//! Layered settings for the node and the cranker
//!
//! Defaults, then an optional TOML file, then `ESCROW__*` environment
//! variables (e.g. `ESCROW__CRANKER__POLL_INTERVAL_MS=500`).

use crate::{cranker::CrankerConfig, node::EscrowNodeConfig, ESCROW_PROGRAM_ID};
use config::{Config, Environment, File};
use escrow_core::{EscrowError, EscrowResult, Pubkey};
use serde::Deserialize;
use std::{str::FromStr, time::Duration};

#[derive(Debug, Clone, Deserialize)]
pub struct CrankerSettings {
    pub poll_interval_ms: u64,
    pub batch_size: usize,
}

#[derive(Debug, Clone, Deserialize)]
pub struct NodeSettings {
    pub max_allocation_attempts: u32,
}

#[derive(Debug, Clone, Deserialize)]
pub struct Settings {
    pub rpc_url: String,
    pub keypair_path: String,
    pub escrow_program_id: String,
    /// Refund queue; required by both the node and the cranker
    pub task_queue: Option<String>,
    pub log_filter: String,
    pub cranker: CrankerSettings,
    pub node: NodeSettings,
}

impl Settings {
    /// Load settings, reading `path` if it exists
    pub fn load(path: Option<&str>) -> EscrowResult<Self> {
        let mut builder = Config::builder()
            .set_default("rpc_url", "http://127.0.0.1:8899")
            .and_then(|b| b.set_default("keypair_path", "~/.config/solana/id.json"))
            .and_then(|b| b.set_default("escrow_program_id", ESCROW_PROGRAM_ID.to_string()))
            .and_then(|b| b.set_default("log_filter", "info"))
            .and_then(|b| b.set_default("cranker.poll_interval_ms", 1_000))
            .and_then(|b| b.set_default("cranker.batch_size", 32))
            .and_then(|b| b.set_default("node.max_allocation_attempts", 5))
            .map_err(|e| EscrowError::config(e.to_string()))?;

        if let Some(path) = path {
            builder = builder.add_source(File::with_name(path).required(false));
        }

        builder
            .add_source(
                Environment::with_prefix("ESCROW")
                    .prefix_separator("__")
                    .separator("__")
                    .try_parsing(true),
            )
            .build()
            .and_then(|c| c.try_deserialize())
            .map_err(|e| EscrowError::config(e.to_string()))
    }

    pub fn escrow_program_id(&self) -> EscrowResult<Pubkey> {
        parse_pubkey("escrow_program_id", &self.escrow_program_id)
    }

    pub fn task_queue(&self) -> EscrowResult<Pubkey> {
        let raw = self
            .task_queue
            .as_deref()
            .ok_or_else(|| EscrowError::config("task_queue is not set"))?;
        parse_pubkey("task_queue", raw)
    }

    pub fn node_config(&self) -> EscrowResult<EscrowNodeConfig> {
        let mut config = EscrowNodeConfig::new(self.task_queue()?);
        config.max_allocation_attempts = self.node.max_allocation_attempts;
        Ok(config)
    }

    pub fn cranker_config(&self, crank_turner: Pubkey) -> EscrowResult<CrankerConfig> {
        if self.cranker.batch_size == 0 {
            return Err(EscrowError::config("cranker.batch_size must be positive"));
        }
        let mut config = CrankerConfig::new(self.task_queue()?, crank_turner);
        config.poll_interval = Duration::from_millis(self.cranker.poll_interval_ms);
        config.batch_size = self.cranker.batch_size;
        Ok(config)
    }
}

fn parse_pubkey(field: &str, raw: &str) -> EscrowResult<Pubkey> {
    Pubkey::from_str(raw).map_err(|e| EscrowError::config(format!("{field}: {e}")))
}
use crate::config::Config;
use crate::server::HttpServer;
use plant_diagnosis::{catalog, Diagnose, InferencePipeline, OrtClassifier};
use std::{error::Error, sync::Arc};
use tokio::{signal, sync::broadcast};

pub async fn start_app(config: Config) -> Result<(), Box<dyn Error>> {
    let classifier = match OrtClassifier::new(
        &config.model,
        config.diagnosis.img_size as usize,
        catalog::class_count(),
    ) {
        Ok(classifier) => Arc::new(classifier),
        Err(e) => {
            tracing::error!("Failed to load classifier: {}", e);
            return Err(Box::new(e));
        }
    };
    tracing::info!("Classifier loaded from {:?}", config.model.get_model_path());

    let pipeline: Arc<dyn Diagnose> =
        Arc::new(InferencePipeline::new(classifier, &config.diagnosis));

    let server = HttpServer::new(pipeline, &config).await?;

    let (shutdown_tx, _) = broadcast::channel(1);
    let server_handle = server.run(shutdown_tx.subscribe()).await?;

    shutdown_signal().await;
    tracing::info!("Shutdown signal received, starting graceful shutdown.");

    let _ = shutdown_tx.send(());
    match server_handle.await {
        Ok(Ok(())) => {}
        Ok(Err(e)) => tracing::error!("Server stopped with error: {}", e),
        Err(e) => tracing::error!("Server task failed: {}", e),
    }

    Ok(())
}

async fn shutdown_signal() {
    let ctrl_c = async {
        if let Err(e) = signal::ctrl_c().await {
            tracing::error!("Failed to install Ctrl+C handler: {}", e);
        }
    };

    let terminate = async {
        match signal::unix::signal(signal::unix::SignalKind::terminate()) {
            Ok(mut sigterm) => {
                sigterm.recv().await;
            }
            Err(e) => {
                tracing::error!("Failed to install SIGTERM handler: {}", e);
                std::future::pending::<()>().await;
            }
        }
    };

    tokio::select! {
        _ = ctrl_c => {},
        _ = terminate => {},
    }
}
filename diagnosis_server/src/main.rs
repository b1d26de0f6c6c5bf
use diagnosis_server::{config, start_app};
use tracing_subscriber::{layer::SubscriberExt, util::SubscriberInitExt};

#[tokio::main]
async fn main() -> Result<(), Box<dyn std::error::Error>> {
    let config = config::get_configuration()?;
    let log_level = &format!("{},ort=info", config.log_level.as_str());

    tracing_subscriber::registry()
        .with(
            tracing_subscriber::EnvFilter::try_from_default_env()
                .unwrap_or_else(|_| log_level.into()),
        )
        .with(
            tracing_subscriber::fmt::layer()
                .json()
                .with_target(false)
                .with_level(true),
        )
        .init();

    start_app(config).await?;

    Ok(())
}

--

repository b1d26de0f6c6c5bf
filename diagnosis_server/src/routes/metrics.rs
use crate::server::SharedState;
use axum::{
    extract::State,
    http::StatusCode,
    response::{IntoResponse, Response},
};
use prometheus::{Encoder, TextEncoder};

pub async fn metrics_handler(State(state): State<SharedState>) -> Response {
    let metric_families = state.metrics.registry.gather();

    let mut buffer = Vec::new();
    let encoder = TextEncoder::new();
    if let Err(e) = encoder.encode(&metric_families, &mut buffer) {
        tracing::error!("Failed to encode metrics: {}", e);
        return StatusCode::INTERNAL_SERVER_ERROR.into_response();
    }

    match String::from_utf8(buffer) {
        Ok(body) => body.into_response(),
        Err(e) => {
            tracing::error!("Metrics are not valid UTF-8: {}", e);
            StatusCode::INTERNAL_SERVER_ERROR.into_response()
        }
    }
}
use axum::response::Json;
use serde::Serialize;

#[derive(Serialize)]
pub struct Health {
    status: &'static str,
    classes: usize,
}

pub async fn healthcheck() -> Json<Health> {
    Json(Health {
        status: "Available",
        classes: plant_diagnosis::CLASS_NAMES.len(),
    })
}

--

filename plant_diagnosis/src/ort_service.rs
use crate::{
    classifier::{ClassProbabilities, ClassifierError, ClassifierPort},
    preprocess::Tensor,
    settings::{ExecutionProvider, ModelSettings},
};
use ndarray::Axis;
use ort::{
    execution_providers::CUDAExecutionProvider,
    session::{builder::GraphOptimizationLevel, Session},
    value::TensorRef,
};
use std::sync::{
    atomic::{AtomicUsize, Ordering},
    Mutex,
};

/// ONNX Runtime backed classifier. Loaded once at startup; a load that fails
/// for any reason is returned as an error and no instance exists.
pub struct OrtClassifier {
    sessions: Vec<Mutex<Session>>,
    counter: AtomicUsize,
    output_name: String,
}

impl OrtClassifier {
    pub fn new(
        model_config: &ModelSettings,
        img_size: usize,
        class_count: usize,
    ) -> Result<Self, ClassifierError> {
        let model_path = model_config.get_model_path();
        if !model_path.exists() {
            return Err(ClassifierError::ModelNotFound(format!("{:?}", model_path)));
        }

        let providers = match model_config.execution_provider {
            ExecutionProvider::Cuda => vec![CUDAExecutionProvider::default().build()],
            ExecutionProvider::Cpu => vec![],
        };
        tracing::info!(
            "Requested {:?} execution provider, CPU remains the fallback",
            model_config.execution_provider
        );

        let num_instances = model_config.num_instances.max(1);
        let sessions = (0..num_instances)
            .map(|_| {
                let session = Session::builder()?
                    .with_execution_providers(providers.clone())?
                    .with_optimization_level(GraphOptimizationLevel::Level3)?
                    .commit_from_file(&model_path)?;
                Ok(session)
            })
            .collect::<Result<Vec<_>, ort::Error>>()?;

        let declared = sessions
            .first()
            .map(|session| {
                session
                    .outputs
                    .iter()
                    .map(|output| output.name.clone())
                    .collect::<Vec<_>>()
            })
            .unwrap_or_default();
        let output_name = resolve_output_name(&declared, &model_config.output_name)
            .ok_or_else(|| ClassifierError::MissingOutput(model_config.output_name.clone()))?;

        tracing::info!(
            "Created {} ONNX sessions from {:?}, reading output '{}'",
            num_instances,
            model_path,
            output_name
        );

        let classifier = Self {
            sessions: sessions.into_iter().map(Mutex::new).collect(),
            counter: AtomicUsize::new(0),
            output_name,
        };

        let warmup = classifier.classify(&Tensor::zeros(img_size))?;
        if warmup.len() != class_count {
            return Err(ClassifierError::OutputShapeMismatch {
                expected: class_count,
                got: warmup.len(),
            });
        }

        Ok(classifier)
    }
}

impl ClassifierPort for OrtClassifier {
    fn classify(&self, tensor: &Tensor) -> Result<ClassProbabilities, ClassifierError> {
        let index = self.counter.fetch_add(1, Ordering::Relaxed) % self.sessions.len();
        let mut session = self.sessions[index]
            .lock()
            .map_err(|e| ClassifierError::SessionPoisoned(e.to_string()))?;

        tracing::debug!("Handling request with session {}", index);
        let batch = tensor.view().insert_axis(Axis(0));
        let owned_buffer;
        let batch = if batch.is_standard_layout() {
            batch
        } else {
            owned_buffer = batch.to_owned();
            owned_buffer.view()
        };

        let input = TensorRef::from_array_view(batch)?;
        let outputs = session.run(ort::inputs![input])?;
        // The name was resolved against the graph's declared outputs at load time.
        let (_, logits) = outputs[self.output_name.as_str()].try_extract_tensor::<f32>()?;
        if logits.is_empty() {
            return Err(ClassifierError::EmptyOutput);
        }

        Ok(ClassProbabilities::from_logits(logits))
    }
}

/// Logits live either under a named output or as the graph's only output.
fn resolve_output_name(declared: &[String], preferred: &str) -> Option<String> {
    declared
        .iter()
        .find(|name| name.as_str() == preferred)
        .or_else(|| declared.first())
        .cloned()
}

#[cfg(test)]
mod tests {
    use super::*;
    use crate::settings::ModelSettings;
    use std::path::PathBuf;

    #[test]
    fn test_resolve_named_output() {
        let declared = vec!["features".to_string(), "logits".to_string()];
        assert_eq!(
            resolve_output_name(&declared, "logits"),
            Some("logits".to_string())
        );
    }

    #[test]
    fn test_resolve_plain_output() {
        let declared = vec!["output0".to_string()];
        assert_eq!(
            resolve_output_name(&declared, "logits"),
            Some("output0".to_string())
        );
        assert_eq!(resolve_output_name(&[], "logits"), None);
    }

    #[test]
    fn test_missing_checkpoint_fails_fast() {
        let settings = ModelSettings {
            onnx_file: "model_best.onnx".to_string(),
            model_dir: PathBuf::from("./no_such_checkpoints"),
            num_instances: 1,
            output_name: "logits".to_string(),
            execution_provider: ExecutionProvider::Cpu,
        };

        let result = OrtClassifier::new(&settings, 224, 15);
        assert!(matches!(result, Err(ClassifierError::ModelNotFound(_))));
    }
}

■ INSTRUCTIONS FOR THE TASK ■
If a line in the records contains "EscrowError", report it.

■ EXERCISE RESPONSE ■
use escrow_core::{EscrowError, EscrowResult, Pubkey};
            .map_err(|e| EscrowError::config(e.to_string()))?;
            .map_err(|e| EscrowError::config(e.to_string()))
            .ok_or_else(|| EscrowError::config("task_queue is not set"))?;
            return Err(EscrowError::config("cranker.batch_size must be positive"));
    Pubkey::from_str(raw).map_err(|e| EscrowError::config(format!("{field}: {e}")))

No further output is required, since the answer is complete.